Below is some data. Retype exactly the lines starting at the one with "filename src/sim/mod.rs" and ending at the one with "pub mod events;".

::::

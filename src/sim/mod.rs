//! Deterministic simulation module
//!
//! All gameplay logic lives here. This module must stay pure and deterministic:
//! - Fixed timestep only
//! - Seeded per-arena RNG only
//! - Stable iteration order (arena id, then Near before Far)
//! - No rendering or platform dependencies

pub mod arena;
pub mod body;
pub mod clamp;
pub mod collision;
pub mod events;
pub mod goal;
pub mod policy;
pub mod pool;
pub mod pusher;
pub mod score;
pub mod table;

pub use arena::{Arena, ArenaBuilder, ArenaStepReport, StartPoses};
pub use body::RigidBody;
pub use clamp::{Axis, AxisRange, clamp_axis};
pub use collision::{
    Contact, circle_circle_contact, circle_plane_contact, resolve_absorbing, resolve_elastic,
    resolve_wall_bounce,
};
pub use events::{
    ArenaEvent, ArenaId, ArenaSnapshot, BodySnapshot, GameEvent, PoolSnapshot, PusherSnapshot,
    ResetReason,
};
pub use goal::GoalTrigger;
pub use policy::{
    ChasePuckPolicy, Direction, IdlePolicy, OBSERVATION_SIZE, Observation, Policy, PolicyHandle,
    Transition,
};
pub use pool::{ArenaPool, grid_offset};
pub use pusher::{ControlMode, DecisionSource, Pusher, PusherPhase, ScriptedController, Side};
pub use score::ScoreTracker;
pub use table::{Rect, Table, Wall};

::::

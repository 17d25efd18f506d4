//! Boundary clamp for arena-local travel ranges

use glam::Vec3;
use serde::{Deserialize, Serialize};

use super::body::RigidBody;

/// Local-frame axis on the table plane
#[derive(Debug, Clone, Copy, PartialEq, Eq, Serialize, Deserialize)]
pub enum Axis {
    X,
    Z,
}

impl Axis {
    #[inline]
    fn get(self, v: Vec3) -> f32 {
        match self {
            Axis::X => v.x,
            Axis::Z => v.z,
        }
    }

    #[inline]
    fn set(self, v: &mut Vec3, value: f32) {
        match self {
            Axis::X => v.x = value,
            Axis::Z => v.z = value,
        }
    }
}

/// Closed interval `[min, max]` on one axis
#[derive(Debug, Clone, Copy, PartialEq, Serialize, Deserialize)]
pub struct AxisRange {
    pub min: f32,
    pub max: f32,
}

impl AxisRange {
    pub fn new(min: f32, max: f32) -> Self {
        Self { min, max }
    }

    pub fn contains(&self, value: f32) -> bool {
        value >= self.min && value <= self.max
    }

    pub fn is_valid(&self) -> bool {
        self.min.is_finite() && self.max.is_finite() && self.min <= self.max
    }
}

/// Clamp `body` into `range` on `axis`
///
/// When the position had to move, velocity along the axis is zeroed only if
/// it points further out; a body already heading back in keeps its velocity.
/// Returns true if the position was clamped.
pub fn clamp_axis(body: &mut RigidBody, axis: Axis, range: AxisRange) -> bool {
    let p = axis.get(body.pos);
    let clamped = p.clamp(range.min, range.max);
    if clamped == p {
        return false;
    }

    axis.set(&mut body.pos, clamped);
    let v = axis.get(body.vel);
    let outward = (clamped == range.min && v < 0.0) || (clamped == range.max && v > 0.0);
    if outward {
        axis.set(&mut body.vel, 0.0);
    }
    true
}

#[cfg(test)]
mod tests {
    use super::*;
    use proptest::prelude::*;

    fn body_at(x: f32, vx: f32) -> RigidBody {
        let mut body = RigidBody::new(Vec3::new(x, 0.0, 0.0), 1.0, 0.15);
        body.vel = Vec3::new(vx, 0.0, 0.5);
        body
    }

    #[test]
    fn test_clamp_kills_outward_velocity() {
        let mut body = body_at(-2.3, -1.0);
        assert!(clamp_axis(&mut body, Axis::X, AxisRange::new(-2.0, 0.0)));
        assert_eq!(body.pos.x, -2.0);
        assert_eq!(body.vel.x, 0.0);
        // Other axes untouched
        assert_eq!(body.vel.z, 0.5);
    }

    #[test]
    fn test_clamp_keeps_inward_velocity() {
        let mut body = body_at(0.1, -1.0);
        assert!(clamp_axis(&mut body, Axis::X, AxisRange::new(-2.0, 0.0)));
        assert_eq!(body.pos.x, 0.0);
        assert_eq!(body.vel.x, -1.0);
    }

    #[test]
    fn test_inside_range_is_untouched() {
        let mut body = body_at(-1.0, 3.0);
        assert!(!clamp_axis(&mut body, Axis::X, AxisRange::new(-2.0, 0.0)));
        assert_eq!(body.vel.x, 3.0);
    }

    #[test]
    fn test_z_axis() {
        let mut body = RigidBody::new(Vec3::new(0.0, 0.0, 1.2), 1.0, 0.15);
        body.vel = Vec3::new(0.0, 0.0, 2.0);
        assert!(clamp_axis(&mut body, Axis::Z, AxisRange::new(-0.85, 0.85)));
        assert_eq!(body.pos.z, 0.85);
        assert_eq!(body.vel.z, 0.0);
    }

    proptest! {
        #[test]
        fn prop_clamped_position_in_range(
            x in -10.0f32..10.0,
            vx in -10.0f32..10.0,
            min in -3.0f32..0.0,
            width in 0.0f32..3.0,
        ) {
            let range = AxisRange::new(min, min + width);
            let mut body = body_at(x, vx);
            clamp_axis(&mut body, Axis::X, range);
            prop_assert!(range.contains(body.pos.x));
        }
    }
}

::::

*Written solution*:
filename src/sim/mod.rs
//! Deterministic simulation module
//!
//! All gameplay logic lives here. This module must stay pure and deterministic:
//! - Fixed timestep only
//! - Seeded per-arena RNG only
//! - Stable iteration order (arena id, then Near before Far)
//! - No rendering or platform dependencies

pub mod arena;
pub mod body;
pub mod clamp;
pub mod collision;
pub mod events;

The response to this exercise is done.